By rights, any recipe based on this show should involve a plump pea-hen and a cup of mare’s sweat. However, the latter in particular is hard to get hold of (especially on a balmy day like this). Instead, I’ve gone for a tray of roasted vegetables based on one of Plautus’ own recipes. Maybe.
Fennel is a great salad vegetable but is also one of those love/hate ingredients due to the strong aniseed taste. Cooking it tones that down for a more mellow flavour that may persuade the fennel-hater in your life to reconsider… This dish is a great accompaniment for pork, grilled chicken or grilled white fish – I baked some pork sausages with mine (but removed them from the photo as it was prettier without!).
The juniper berries work well with the fennel, so worth a try if you have some, but it will still be tasty without. Likewise, the fennel seeds aren’t essential but add to the overall fennellyness that a dish with this title demands – in fact, substituting some pastis or ouzo (or other aniseed drink) for the wine would give that a boost if you’re a fan.

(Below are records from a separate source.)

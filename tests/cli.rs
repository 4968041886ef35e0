use assert_cmd::Command;
use predicates::prelude::*;
use serde_json::{Value, json};
use std::fs;
use tempfile::tempdir;

fn regcheck() -> Command {
    let mut cmd = Command::cargo_bin("regcheck").unwrap();
    cmd.env_remove("REGCHECK_STRICT").env_remove("REGCHECK_EXTRA");
    cmd
}

fn stdout_json(cmd: &mut Command, code: i32) -> Value {
    let output = cmd.assert().code(code).get_output().stdout.clone();
    serde_json::from_slice(&output).unwrap()
}

#[test]
fn validate_accepts_valid_record() {
    let mut cmd = regcheck();
    cmd.args(["validate", "tests/fixtures/alice.json"]);

    let value = stdout_json(&mut cmd, 0);
    assert_eq!(
        value,
        json!({
            "name": "Alice",
            "age": 30,
            "email": "alice@example.com",
            "is_employed": true,
            "address": {"city": "Moscow", "street": "Tverskaya", "house_number": 10}
        })
    );
}

#[test]
fn validate_reports_violations_with_exit_code_one() {
    let mut cmd = regcheck();
    cmd.args(["validate", "tests/fixtures/john_doe.json"]);

    let value = stdout_json(&mut cmd, 1);
    let errors = value["error"].as_array().unwrap();
    assert_eq!(errors.len(), 2);
    assert_eq!(errors[0]["loc"], json!(["name"]));
    assert_eq!(errors[0]["type"], "string_pattern_mismatch");
    assert_eq!(errors[1]["loc"], json!(["age"]));
    assert_eq!(errors[1]["msg"], "if employed, age must be between 18 and 65");
}

#[test]
fn validate_malformed_input_exits_two() {
    let mut cmd = regcheck();
    cmd.args(["validate", "tests/fixtures/truncated.json"]);

    let assert = cmd
        .assert()
        .code(2)
        .stderr(predicate::str::contains("Invalid JSON"));
    let value: Value = serde_json::from_slice(&assert.get_output().stdout).unwrap();
    assert_eq!(value["error"][0]["type"], "json_invalid");
    assert_eq!(value["error"][0]["loc"], json!([]));
}

#[test]
fn validate_reads_stdin() {
    let record = fs::read_to_string("tests/fixtures/alice.json").unwrap();

    regcheck()
        .arg("validate")
        .write_stdin(record.clone())
        .assert()
        .success()
        .stdout(predicate::str::contains("\"email\": \"alice@example.com\""));

    regcheck()
        .args(["validate", "-"])
        .write_stdin(record)
        .assert()
        .success();
}

#[test]
fn validate_forbids_unknown_keys_by_default() {
    let mut cmd = regcheck();
    cmd.args(["validate", "tests/fixtures/coerced.json"]);

    let value = stdout_json(&mut cmd, 1);
    assert_eq!(
        value,
        json!({
            "error": [{
                "type": "extra_forbidden",
                "loc": ["referrer"],
                "msg": "Extra inputs are not permitted",
                "input": "newsletter"
            }]
        })
    );
}

#[test]
fn validate_extra_ignore_coerces_and_normalizes() {
    let mut cmd = regcheck();
    cmd.args(["validate", "--extra", "ignore", "tests/fixtures/coerced.json"]);

    let value = stdout_json(&mut cmd, 0);
    assert_eq!(
        value,
        json!({
            "name": "Bob",
            "age": 42,
            "email": "bob@example.org",
            "is_employed": true,
            "address": {"city": "Kazan", "street": "Baumana", "house_number": 7}
        })
    );
}

#[test]
fn validate_strict_from_environment() {
    let mut cmd = regcheck();
    cmd.env("REGCHECK_STRICT", "true")
        .env("REGCHECK_EXTRA", "ignore")
        .args(["validate", "tests/fixtures/coerced.json"]);

    let value = stdout_json(&mut cmd, 1);
    let kinds: Vec<&str> = value["error"]
        .as_array()
        .unwrap()
        .iter()
        .map(|e| e["type"].as_str().unwrap())
        .collect();
    assert_eq!(kinds, vec!["int_type", "bool_type", "int_type"]);
}

#[test]
fn validate_compact_output() {
    let assert = regcheck()
        .args(["validate", "--indent", "0", "tests/fixtures/alice.json"])
        .assert()
        .success();
    let stdout = String::from_utf8(assert.get_output().stdout.clone()).unwrap();
    assert_eq!(stdout.trim_end().lines().count(), 1);
    assert!(stdout.starts_with(r#"{"name":"Alice","age":30,"#));
}

#[test]
fn validate_missing_file_fails_with_context() {
    let dir = tempdir().unwrap();
    let missing = dir.path().join("nope.json");

    regcheck()
        .arg("validate")
        .arg(&missing)
        .assert()
        .failure()
        .stderr(predicate::str::contains("Failed to read registration record"));
}

#[test]
fn validate_file_in_temp_dir() -> Result<(), Box<dyn std::error::Error>> {
    let dir = tempdir()?;
    let path = dir.path().join("user.json");
    fs::write(
        &path,
        r#"{"name": "J", "age": 200, "email": "nope", "is_employed": false,
            "address": {"city": "Oslo", "street": "Karl Johans gate", "house_number": 1}}"#,
    )?;

    let mut cmd = regcheck();
    cmd.arg("validate").arg(&path);
    let value = stdout_json(&mut cmd, 1);
    let locs: Vec<&Value> = value["error"]
        .as_array()
        .ok_or("missing error list")?
        .iter()
        .map(|e| &e["loc"])
        .collect();
    assert_eq!(locs, vec![&json!(["name"]), &json!(["age"]), &json!(["email"])]);
    Ok(())
}

#[test]
fn schema_prints_json_schema() {
    let mut cmd = regcheck();
    cmd.arg("schema");

    let value = stdout_json(&mut cmd, 0);
    assert_eq!(value["title"], "User");
    assert_eq!(value["properties"]["name"]["pattern"], "^[a-zA-Z]+$");
}
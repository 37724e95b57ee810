//! Persistent package settings: export and import defaults

use crate::templates::{ExportOptions, ImportOptions};
use crate::Result;
use serde::{Deserialize, Serialize};
use std::path::{Path, PathBuf};

/// Settings file name inside the data directory
pub const SETTINGS_FILE: &str = "package_settings.json";

/// Default options for packaging operations
#[derive(Debug, Clone, Default, PartialEq, Serialize, Deserialize)]
#[serde(rename_all = "camelCase", default)]
pub struct PackageSettings {
    pub export: ExportOptions,
    pub import: ImportOptions,
}

/// Loads and saves `PackageSettings` as JSON
#[derive(Debug)]
pub struct PackageSettingsManager {
    /// Path to the settings file
    settings_path: PathBuf,
    /// Current settings (cached)
    current: PackageSettings,
}

impl PackageSettingsManager {
    /// Create a manager storing its file in `data_dir`
    pub fn new(data_dir: impl AsRef<Path>) -> Self {
        Self {
            settings_path: data_dir.as_ref().join(SETTINGS_FILE),
            current: PackageSettings::default(),
        }
    }

    pub fn settings_path(&self) -> &Path {
        &self.settings_path
    }

    /// Load settings from disk, falling back to defaults when the file is
    /// missing or unreadable
    pub fn load_sync(&mut self) -> Result<&PackageSettings> {
        if self.settings_path.exists() {
            let content = std::fs::read_to_string(&self.settings_path)?;
            match serde_json::from_str::<PackageSettings>(&content) {
                Ok(settings) => {
                    self.current = settings;
                }
                Err(e) => {
                    tracing::warn!("Failed to parse package settings, using defaults: {}", e);
                    self.current = PackageSettings::default();
                }
            }
        } else {
            self.current = PackageSettings::default();
        }
        Ok(&self.current)
    }

    /// Save current settings to disk
    pub fn save_sync(&self) -> Result<()> {
        if let Some(parent) = self.settings_path.parent() {
            std::fs::create_dir_all(parent)?;
        }
        let content = serde_json::to_string_pretty(&self.current)?;
        std::fs::write(&self.settings_path, content)?;
        Ok(())
    }

    pub fn get(&self) -> &PackageSettings {
        &self.current
    }

    /// Replace and persist settings
    pub fn update(&mut self, settings: PackageSettings) -> Result<()> {
        self.current = settings;
        self.save_sync()
    }
}

#[cfg(test)]
mod tests {
    use super::*;
    use crate::{SanitizationLevel, ValidatorConfig, MAX_ARCHIVE_SIZE};

    #[test]
    fn test_defaults() {
        let settings = PackageSettings::default();
        assert!(settings.export.include_assets);
        assert_eq!(settings.export.max_archive_size, MAX_ARCHIVE_SIZE);
        assert_eq!(settings.import.sanitization, SanitizationLevel::Moderate);
        assert!(!settings.import.validator.allow_custom_js);
    }

    #[test]
    fn test_partial_file_fills_defaults() {
        let json = r#"{"import": {"sanitization": "STRICT"}}"#;
        let settings: PackageSettings = serde_json::from_str(json).unwrap();
        assert_eq!(settings.import.sanitization, SanitizationLevel::Strict);
        assert!(settings.import.include_assets);
        assert!(settings.export.include_screenshots);
    }

    #[test]
    fn test_load_save_sync() {
        let dir = tempfile::tempdir().unwrap();
        let mut manager = PackageSettingsManager::new(dir.path());
        assert_eq!(manager.load_sync().unwrap(), &PackageSettings::default());

        let mut settings = PackageSettings::default();
        settings.import = settings
            .import
            .with_validator(ValidatorConfig::default().with_allowed_domain("cdn.example.com"));
        settings.export = settings.export.with_license("MIT");
        manager.update(settings.clone()).unwrap();

        let mut reloaded = PackageSettingsManager::new(dir.path());
        assert_eq!(reloaded.load_sync().unwrap(), &settings);
    }

    #[test]
    fn test_corrupt_file_falls_back_to_defaults() {
        let dir = tempfile::tempdir().unwrap();
        std::fs::write(dir.path().join(SETTINGS_FILE), "{oops").unwrap();
        let mut manager = PackageSettingsManager::new(dir.path());
        assert_eq!(manager.load_sync().unwrap(), &PackageSettings::default());
    }
}
//! Multi-template collection archives
//!
//! A collection archive holds `collection.json` at the top level and one
//! folder per member under `templates/<templateId>/`, each laid out like a
//! single-template archive.

use super::package::{check_archive_size, read_template_entries, write_template_entries};
use super::{
    AssetFetcher, CollectionEntry, CollectionManifest, EntryReader, EntryWriter, ExportOptions,
    ExportReport, ImportOptions, ImportedTemplate, TemplateError, TemplatePackager,
    TemplateResult, ZipEntryReader, ZipEntryWriter, COLLECTION_FILE, TEMPLATES_DIR,
};
use crate::security::PatternSanitizer;
use page_model::Template;

/// Result of importing a collection archive
#[derive(Debug, Clone)]
pub struct ImportedCollection {
    pub manifest: CollectionManifest,
    /// Members in collection order
    pub templates: Vec<ImportedTemplate>,
}

impl<F: AssetFetcher> TemplatePackager<F> {
    /// Export several templates into one collection archive
    pub fn export_collection(
        &self,
        name: &str,
        templates: &[Template],
        options: &ExportOptions,
    ) -> TemplateResult<Vec<u8>> {
        self.export_collection_with_report(name, templates, options)
            .map(|report| report.bytes)
    }

    /// Export a collection, also reporting resources that were skipped
    pub fn export_collection_with_report(
        &self,
        name: &str,
        templates: &[Template],
        options: &ExportOptions,
    ) -> TemplateResult<ExportReport> {
        self.export_collection_inner(name, templates, options)
            .map_err(|e| TemplateError::Export(Box::new(e)))
    }

    fn export_collection_inner(
        &self,
        name: &str,
        templates: &[Template],
        options: &ExportOptions,
    ) -> TemplateResult<ExportReport> {
        let mut writer = ZipEntryWriter::new();
        let mut manifest = CollectionManifest::new(name);
        let mut skipped_assets = Vec::new();
        let mut skipped_screenshots = Vec::new();

        for template in templates {
            let folder = format!("{}{}/", TEMPLATES_DIR, template.id);
            let skipped =
                write_template_entries(&mut writer, &folder, template, options, self.fetcher())?;
            skipped_assets.extend(skipped.assets);
            skipped_screenshots.extend(skipped.screenshots);
            manifest.templates.push(CollectionEntry {
                id: template.id.clone(),
                name: template.name.clone(),
                path: folder,
            });
        }

        writer.write(COLLECTION_FILE, serde_json::to_string_pretty(&manifest)?.as_bytes())?;
        let bytes = writer.finish()?;
        check_archive_size(bytes.len() as u64, options.max_archive_size)?;

        tracing::info!(
            "Exported collection {:?} with {} template(s) ({} bytes)",
            name,
            templates.len(),
            bytes.len()
        );

        Ok(ExportReport {
            bytes,
            skipped_assets,
            skipped_screenshots,
        })
    }
}

/// Import every member of a collection archive. Any member failing import
/// fails the whole collection.
pub fn import_collection(data: &[u8], options: &ImportOptions) -> TemplateResult<ImportedCollection> {
    import_collection_inner(data, options).map_err(|e| TemplateError::Import(Box::new(e)))
}

fn import_collection_inner(data: &[u8], options: &ImportOptions) -> TemplateResult<ImportedCollection> {
    check_archive_size(data.len() as u64, options.max_archive_size)?;
    let mut reader = ZipEntryReader::new(data)?;
    read_collection(&mut reader, options)
}

pub(crate) fn read_collection<R: EntryReader + ?Sized>(
    reader: &mut R,
    options: &ImportOptions,
) -> TemplateResult<ImportedCollection> {
    let manifest_data = reader
        .read(COLLECTION_FILE)?
        .ok_or_else(|| TemplateError::MissingFile(COLLECTION_FILE.to_string()))?;
    let manifest: CollectionManifest = serde_json::from_slice(&manifest_data)?;

    let mut templates = Vec::with_capacity(manifest.templates.len());
    for entry in &manifest.templates {
        if !entry.path.starts_with(TEMPLATES_DIR) || !entry.path.ends_with('/') {
            return Err(TemplateError::InvalidFormat(format!(
                "collection entry {} has invalid path {}",
                entry.id, entry.path
            )));
        }
        templates.push(read_template_entries(reader, &entry.path, options, &PatternSanitizer)?);
    }

    Ok(ImportedCollection {
        manifest,
        templates,
    })
}

#[cfg(test)]
mod tests {
    use super::*;
    use crate::templates::{MemoryContainer, MemoryFetcher};
    use page_model::{PageSection, SectionType, TemplateAuthor, TemplateCategory};

    fn member(name: &str) -> Template {
        Template::new(name, TemplateCategory::Blog, TemplateAuthor::new("u1", "Ada"))
            .with_section(PageSection::new(SectionType::RichText, 0))
    }

    #[test]
    fn test_read_collection_from_memory() {
        let templates = vec![member("One"), member("Two")];
        let mut container = MemoryContainer::new();
        let mut manifest = CollectionManifest::new("Bundle");
        for template in &templates {
            let folder = format!("templates/{}/", template.id);
            write_template_entries(
                &mut container,
                &folder,
                template,
                &ExportOptions::default(),
                &MemoryFetcher::new(),
            )
            .unwrap();
            manifest.templates.push(CollectionEntry {
                id: template.id.clone(),
                name: template.name.clone(),
                path: folder,
            });
        }
        container
            .write(COLLECTION_FILE, serde_json::to_vec(&manifest).unwrap().as_slice())
            .unwrap();

        let imported = read_collection(&mut container, &ImportOptions::default()).unwrap();
        let names: Vec<_> = imported.templates.iter().map(|t| t.template.name.as_str()).collect();
        assert_eq!(names, vec!["One", "Two"]);
    }

    #[test]
    fn test_missing_collection_manifest() {
        let mut container = MemoryContainer::new();
        let err = read_collection(&mut container, &ImportOptions::default()).unwrap_err();
        assert!(matches!(err, TemplateError::MissingFile(ref f) if f == COLLECTION_FILE));
    }

    #[test]
    fn test_entry_path_outside_templates_dir_is_rejected() {
        let mut container = MemoryContainer::new();
        let mut manifest = CollectionManifest::new("Bad");
        manifest.templates.push(CollectionEntry {
            id: "x".to_string(),
            name: "X".to_string(),
            path: "".to_string(),
        });
        container
            .write(COLLECTION_FILE, serde_json::to_vec(&manifest).unwrap().as_slice())
            .unwrap();
        let err = read_collection(&mut container, &ImportOptions::default()).unwrap_err();
        assert!(matches!(err, TemplateError::InvalidFormat(_)));
    }
}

Trim the fennel bulbs removing any dry bits from the root end and setting aside any of the green fronds for later. You could quarter the bulbs but I cut them into 1cm slices as the cross-section is quite attractive. Using a pestle and mortar, crush the juniper berries, salt, garlic and olive oil together and rub this over the cut fennel.
Give the tomatoes, red onion (cut into wedges) and rosemary a coating of oil and assemble the ingredients into a suitable oven-proof dish. Scatter the fennel seeds over the top and, if using, arrange the sausages over the top. Bake in a medium oven for about an hour. In the last 20 minutes, pour the wine into the dish. Once cooked, scatter the dish with the torn up fennel fronds set aside from earlier and serve.
- 2 fennel bulbs, trimmed and quartered or sliced, fronds reserved for garnish
- 5 juniper berries (optional)
- 2 tbsp olive oil
- 1 garlic clove
- ½ tsp salt
- 10 cherry tomatoes
- 1 red onion, cut into wedges
- 2 sprigs rosemary
- 200mls white wine or chicken stock
- 1 tsp fennel seeds (optional)
- 4 pork sausages (optional)
- Preheat the oven to 160c (Fan).
- Using a pestle and mortar, crush the juniper berries, salt, garlic and olive oil together and rub this over the cut fennel. Give the tomatoes, red onion, and rosemary a coating of oil and assemble the ingredients into a suitable oven-proof dish.
- Scatter the fennel seeds over the top and, if using, arrange the sausages over the top. Bake in a medium oven for about an hour. In the last 20 minutes, pour the wine into the dish.
- Once cooked, scatter the dish with the torn up fennel fronds and serve.